- Students absolutely must have the structure imposed by a syllabus, course calendar, and clear assignments. Otherwise, they will do exactly what I've done this semester and put off whatever does not have a deadline and/or cause some pain (to grade, salary, etc.).
- It's difficult to balance the demands of ones job with the desires to learn anything not required for the job. (See previous point.)
- Though I have enjoyed the challenges of my non-teaching semester, nothing has captured my enthusiasm as much as the recent preparation for teaching. I have missed this.
- I do not have to present my course content in the linear format preferred by most academics. The overview and "course calendar" for the Innovation and Creativity course are now in Prezi so that I could capture as closely as possible the 3x5 cards and sticky notes I used to design the flow of the course.

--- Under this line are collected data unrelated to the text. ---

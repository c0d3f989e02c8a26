//! Error kinds owned by the partitioning engine (§7).

use thiserror::Error;
use vecdex_core::ConfigError;

#[derive(Debug, Error)]
pub enum PartitionError {
    #[error(transparent)]
    Config(#[from] ConfigError),

    #[error("record type '{record_type}' changed schema but has no configured source")]
    SchemaChangeWithoutSource { record_type: String },

    #[error("io error on {path}: {source}")]
    Io {
        path: String,
        #[source]
        source: std::io::Error,
    },

    #[error("manifest at {path} has version {found}, expected {expected}")]
    ManifestVersionMismatch {
        path: String,
        found: u32,
        expected: u32,
    },

    #[error("manifest is malformed: {0}")]
    ManifestMalformed(String),
}
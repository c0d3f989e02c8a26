//! Row digests and schema signatures: the two stable fingerprints the
//! partitioning engine de-duplicates and versions against.

use serde::Serialize;
use sha1::{Digest, Sha1};

/// `U+241F` SYMBOL FOR UNIT SEPARATOR — the join delimiter for row cells.
/// Chosen because it cannot occur in any CSV cell emitted by the reader.
pub const ROW_DELIMITER: char = '\u{241F}';

/// SHA-1 over the cells of a row, joined by [`ROW_DELIMITER`], with missing
/// cells serialised as the empty string. Returns a 40-character lowercase hex
/// string.
///
/// Callers are responsible for padding/stitching a row to the header width
/// before calling this — the digest itself has no notion of a header.
pub fn row_digest<'a, I, S>(cells: I) -> String
where
    I: IntoIterator<Item = Option<S>>,
    S: AsRef<str> + 'a,
{
    let mut joined = String::new();
    for (i, cell) in cells.into_iter().enumerate() {
        if i > 0 {
            joined.push(ROW_DELIMITER);
        }
        if let Some(value) = cell {
            joined.push_str(value.as_ref());
        }
    }
    hex_sha1(joined.as_bytes())
}

/// A single field in a record type's schema, as hashed into the schema
/// signature. Field order in the wire struct does not matter — signature
/// computation always sorts by `name` first.
#[derive(Debug, Clone, Serialize)]
pub struct SignatureField {
    pub name: String,
    #[serde(rename = "type")]
    pub type_name: String,
    #[serde(skip_serializing_if = "Option::is_none")]
    pub alias: Option<String>,
    #[serde(skip_serializing_if = "Option::is_none")]
    pub required: Option<bool>,
    #[serde(skip_serializing_if = "Option::is_none")]
    pub default: Option<serde_json::Value>,
}

/// SHA-1 over the canonical JSON array of a record type's fields, sorted by
/// name. Two schemas with the same fields in a different declaration order
/// hash identically.
pub fn schema_signature(fields: &[SignatureField]) -> String {
    let mut sorted: Vec<&SignatureField> = fields.iter().collect();
    sorted.sort_by(|a, b| a.name.cmp(&b.name));
    // serde_json::to_vec is deterministic for a Vec of structs with a fixed
    // field order, so this is reproducible across runs and platforms.
    let payload = serde_json::to_vec(&sorted).expect("signature fields are always serialisable");
    hex_sha1(&payload)
}

/// Document id (§3 Document): `<record_type>:<40-hex>`, where the hex part
/// is a SHA-1 over the canonical JSON of the record's full field map. A
/// `BTreeMap` is already canonical (keys sorted), so this is stable under
/// field reordering without any extra normalisation step.
pub fn document_id(record_type: &str, record: &std::collections::BTreeMap<String, Option<String>>) -> String {
    let payload = serde_json::to_vec(record).expect("record is always serialisable");
    format!("{record_type}:{}", hex_sha1(&payload))
}

fn hex_sha1(bytes: &[u8]) -> String {
    let mut hasher = Sha1::new();
    hasher.update(bytes);
    hex::encode(hasher.finalize())
}

#[cfg(test)]
mod tests {
    use super::*;

    #[test]
    fn digest_is_deterministic() {
        let row: Vec<Option<&str>> = vec![Some("a"), Some("b"), None];
        assert_eq!(row_digest(row.clone()), row_digest(row));
    }

    #[test]
    fn digest_distinguishes_missing_from_empty_string() {
        // Both serialise identically by design: nil and "" are the same cell.
        let with_nil: Vec<Option<&str>> = vec![Some("a"), None];
        let with_empty: Vec<Option<&str>> = vec![Some("a"), Some("")];
        assert_eq!(row_digest(with_nil), row_digest(with_empty));
    }

    #[test]
    fn digest_is_sensitive_to_cell_order() {
        let row_a: Vec<Option<&str>> = vec![Some("a"), Some("b")];
        let row_b: Vec<Option<&str>> = vec![Some("b"), Some("a")];
        assert_ne!(row_digest(row_a), row_digest(row_b));
    }

    #[test]
    fn digest_is_forty_hex_chars() {
        let row: Vec<Option<&str>> = vec![Some("x")];
        let d = row_digest(row);
        assert_eq!(d.len(), 40);
        assert!(d.chars().all(|c| c.is_ascii_hexdigit()));
    }

    fn field(name: &str) -> SignatureField {
        SignatureField {
            name: name.to_string(),
            type_name: "string".to_string(),
            alias: None,
            required: None,
            default: None,
        }
    }

    #[test]
    fn schema_signature_is_order_independent() {
        let a = vec![field("id"), field("name")];
        let b = vec![field("name"), field("id")];
        assert_eq!(schema_signature(&a), schema_signature(&b));
    }

    #[test]
    fn schema_signature_changes_with_field_set() {
        let a = vec![field("id")];
        let b = vec![field("id"), field("name")];
        assert_ne!(schema_signature(&a), schema_signature(&b));
    }

    #[test]
    fn document_id_is_stable_under_field_reordering() {
        let mut a = std::collections::BTreeMap::new();
        a.insert("id".to_string(), Some("1".to_string()));
        a.insert("name".to_string(), Some("alice".to_string()));
        let mut b = std::collections::BTreeMap::new();
        b.insert("name".to_string(), Some("alice".to_string()));
        b.insert("id".to_string(), Some("1".to_string()));
        assert_eq!(document_id("Table", &a), document_id("Table", &b));
    }

    #[test]
    fn document_id_is_prefixed_by_record_type() {
        let record = std::collections::BTreeMap::new();
        assert!(document_id("Table", &record).starts_with("Table:"));
    }
}
//! The partition writer (§4.4): the three-pass carryover/ingest/finalize
//! algorithm that turns CSV sources and prior partitions into a new,
//! deduplicated set of partitions, recorded atomically in the manifest.

use std::collections::{BTreeMap, HashMap, HashSet};
use std::fs::{self, File};
use std::io::{BufRead, BufReader, BufWriter, Write};
use std::path::PathBuf;

use csv::{ReaderBuilder, WriterBuilder};
use vecdex_core::digest::{row_digest, schema_signature, SignatureField};
use vecdex_core::registry::Registry;

use crate::csv_reader::{open_source, CsvSourceConfig, RowOutcome};
use crate::error::PartitionError;
use crate::manifest::{now_iso, Manifest, ModelPartitionEntry, PartitionRecord, RunRecord};

/// One configured ingest source for a record type.
#[derive(Debug, Clone)]
pub struct SourceSpec {
    pub record_type: String,
    /// Source template, see [`crate::source_template`].
    pub template: String,
    /// target field name -> source column name; empty means identity
    /// (target fields are read straight from the like-named source column).
    pub target_to_source: BTreeMap<String, String>,
    /// Fields for which a nil/empty/"NA"/"N/A" value causes the row to be
    /// dropped before digesting.
    pub drop_na_columns: Vec<String>,
    pub csv_config: CsvSourceConfig,
}

#[derive(Debug, Clone)]
pub struct PartitionWriterConfig {
    pub partition_root: PathBuf,
    /// Max rows per record type per partition; 0 = unlimited.
    pub directory_size: u64,
    pub run_id: String,
}

#[derive(Debug, Default)]
pub struct RunOutcome {
    pub partitions_created: Vec<String>,
    pub partitions_marked_stale: Vec<String>,
    pub rows_carried_over: u64,
    pub rows_ingested: u64,
}

struct RecordTypeWriter {
    csv: csv::Writer<BufWriter<File>>,
    digests: BufWriter<File>,
    rows: u64,
    header: Vec<String>,
    csv_path: PathBuf,
    digests_path: PathBuf,
}

struct OpenPartition {
    name: String,
    dir: PathBuf,
    writers: BTreeMap<String, RecordTypeWriter>,
    replaces: HashSet<String>,
}

/// Drives the three-pass write for one run. Construct with [`Self::open`],
/// which hydrates the seen-digest set from every non-stale partition, then
/// call [`Self::run`].
pub struct PartitionWriter {
    config: PartitionWriterConfig,
    manifest: Manifest,
    seen: HashMap<String, HashSet<String>>,
    next_index: u32,
    current: Option<OpenPartition>,
    new_partitions: Vec<PartitionRecord>,
    /// This run's schema decisions, filled in by `run` before the carryover
    /// and ingest passes and read back by `finalize_current`.
    pending_versions: BTreeMap<String, u32>,
    pending_signatures: BTreeMap<String, String>,
}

- Everything is (still) connected to everything. The acquired knowledge about standards, certifications, strategic decisions, data requirements, and other components of sustainable business practices are enriching my preparation for the courses I will teach next semester.
- Several of the business people with whom I've developed relationships over the past six months are willing (and incredibly capable) guest lecturers in their area(s) of expertise. Everybody wins.
- Once you take on a new role, it's hard to give it back; thus, I will juggling more responsibilities next semester than in any previous semester here. The synergy works, though, at least with careful planning and multi-tasking.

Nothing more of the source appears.